El Rastro también da la opción de adquirir fotografías antiguas de nuestra ciudad. Un auténtico tesoro que, si bien no es único, nos permitirá tener un pedazo de Vitoria-Gasteiz en nuestras casas.

Y si hay quien es afán del coleccionismo, al margen de los cromos también hay lugar para los numismáticos.
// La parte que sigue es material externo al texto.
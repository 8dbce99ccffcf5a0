use async_trait::async_trait;
use ferrous_lookup_domain::{DomainError, MxRecord};
use std::net::IpAddr;

/// Stub resolver operations the resolver depends on.
///
/// Implementations return `DomainError::NoRecords` when the upstream answers
/// definitively with nothing (NXDOMAIN or NODATA) and another variant for
/// every other failure.
#[async_trait]
pub trait DnsLookup: Send + Sync {
    async fn lookup_ip(&self, domain: &str) -> Result<Vec<IpAddr>, DomainError>;

    /// Canonical name: the end of the CNAME chain, or the fully qualified
    /// domain itself when it has no CNAME.
    async fn lookup_cname(&self, domain: &str) -> Result<Vec<String>, DomainError>;

    async fn lookup_mx(&self, domain: &str) -> Result<Vec<MxRecord>, DomainError>;

    async fn lookup_txt(&self, domain: &str) -> Result<Vec<String>, DomainError>;

    async fn lookup_ns(&self, domain: &str) -> Result<Vec<String>, DomainError>;

    async fn reverse_lookup(&self, ip: IpAddr) -> Result<Vec<String>, DomainError>;
}
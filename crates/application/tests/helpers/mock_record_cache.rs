use ferrous_lookup_application::ports::RecordCachePort;
use ferrous_lookup_domain::RecordSet;
use std::collections::HashMap;
use std::sync::atomic::{AtomicUsize, Ordering};
use std::sync::{Arc, Mutex};

/// Cache without expiry that counts accesses.
#[derive(Default)]
pub struct MockRecordCache {
    entries: Mutex<HashMap<String, Arc<RecordSet>>>,
    gets: AtomicUsize,
    puts: AtomicUsize,
}

impl MockRecordCache {
    pub fn new() -> Self {
        Self::default()
    }

    pub fn get_count(&self) -> usize {
        self.gets.load(Ordering::SeqCst)
    }

    pub fn put_count(&self) -> usize {
        self.puts.load(Ordering::SeqCst)
    }

    pub fn keys(&self) -> Vec<String> {
        self.entries.lock().unwrap().keys().cloned().collect()
    }
}

impl RecordCachePort for MockRecordCache {
    fn get(&self, domain: &str) -> Option<Arc<RecordSet>> {
        self.gets.fetch_add(1, Ordering::SeqCst);
        self.entries.lock().unwrap().get(domain).cloned()
    }

    fn put(&self, domain: &str, records: Arc<RecordSet>) {
        self.puts.fetch_add(1, Ordering::SeqCst);
        self.entries
            .lock()
            .unwrap()
            .insert(domain.to_string(), records);
    }

    fn len(&self) -> usize {
        self.entries.lock().unwrap().len()
    }
}
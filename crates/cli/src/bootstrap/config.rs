use anyhow::Context;
use ferrous_lookup_domain::{CliOverrides, Config};

pub fn load_config(path: Option<&str>, overrides: CliOverrides) -> anyhow::Result<Config> {
    Config::load(path, overrides).context("Failed to load configuration")
}
use std::fmt;

#[derive(Debug, Clone, PartialEq, Eq)]
pub struct MxRecord {
    pub host: String,
    pub preference: u16,
}

impl MxRecord {
    pub fn new(host: impl Into<String>, preference: u16) -> Self {
        Self {
            host: host.into(),
            preference,
        }
    }
}

impl fmt::Display for MxRecord {
    fn fmt(&self, f: &mut fmt::Formatter<'_>) -> fmt::Result {
        write!(f, "{} (Priority: {})", self.host, self.preference)
    }
}
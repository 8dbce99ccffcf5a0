//! Ferrous Lookup Application Layer
pub mod ports;
pub mod services;
pub mod use_cases;
use ferrous_lookup_domain::RecordSet;
use std::sync::Arc;

/// Port for the resolved record set cache, keyed by normalized domain.
pub trait RecordCachePort: Send + Sync {
    /// Returns `None` for absent and for expired entries.
    fn get(&self, domain: &str) -> Option<Arc<RecordSet>>;

    /// Inserts or replaces the entry for `domain`, restarting its TTL.
    fn put(&self, domain: &str, records: Arc<RecordSet>);

    fn len(&self) -> usize;

    fn is_empty(&self) -> bool {
        self.len() == 0
    }
}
Billetes y monedas de hace 3 siglos se pueden encontrar en alguno de estos puestos, que GasteizHoy visitará en profundidad en las próximas semanas.

El próximo fin de semana estos puestos no estarán colocados en su sitio. Los libreros tomarán por un día la plaza, pero sólo algo testimonial. El rastro tiene su hueco ahí, y sigue sobreviviendo pese a la crisis y pese a que, según los comerciantes, "aquí nadie compra nada".